Exercise instructions:
What you return must be every line below that includes the word "Role".

Start of Data extract

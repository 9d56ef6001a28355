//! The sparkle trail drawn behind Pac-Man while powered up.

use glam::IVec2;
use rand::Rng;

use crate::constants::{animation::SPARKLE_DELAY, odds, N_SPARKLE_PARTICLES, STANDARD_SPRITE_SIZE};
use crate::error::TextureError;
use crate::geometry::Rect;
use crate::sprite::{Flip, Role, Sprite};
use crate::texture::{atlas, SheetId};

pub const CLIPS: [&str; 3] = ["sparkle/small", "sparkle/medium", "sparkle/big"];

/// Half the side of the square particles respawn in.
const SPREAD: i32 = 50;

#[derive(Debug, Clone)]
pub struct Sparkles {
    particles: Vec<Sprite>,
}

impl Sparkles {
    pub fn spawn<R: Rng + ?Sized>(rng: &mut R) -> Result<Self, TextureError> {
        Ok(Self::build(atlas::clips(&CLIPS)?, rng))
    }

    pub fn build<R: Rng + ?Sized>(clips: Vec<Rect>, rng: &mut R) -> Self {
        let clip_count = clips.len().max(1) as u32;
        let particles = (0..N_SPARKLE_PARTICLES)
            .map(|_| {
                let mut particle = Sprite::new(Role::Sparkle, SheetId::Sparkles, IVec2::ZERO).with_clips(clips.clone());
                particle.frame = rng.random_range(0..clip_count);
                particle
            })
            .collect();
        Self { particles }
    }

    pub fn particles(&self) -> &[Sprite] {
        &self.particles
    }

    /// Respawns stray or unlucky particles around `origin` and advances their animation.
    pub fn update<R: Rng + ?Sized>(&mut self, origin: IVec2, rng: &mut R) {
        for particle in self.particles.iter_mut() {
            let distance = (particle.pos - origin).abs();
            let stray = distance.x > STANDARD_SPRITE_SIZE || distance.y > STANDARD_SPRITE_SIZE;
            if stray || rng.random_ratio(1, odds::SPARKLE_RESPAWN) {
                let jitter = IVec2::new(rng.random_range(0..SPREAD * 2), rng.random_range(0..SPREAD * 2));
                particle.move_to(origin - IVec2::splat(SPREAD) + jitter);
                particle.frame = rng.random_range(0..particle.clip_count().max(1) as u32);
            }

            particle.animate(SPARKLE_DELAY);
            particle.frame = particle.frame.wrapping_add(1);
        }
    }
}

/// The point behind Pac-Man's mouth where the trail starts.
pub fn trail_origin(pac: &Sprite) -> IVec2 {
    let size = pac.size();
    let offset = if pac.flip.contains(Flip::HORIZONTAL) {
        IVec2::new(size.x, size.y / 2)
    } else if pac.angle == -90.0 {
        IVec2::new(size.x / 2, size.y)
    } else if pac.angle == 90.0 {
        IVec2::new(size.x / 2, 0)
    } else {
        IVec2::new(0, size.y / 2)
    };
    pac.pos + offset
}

End of Data extract

The completed task:
use crate::sprite::{Flip, Role, Sprite};
                let mut particle = Sprite::new(Role::Sparkle, SheetId::Sparkles, IVec2::ZERO).with_clips(clips.clone());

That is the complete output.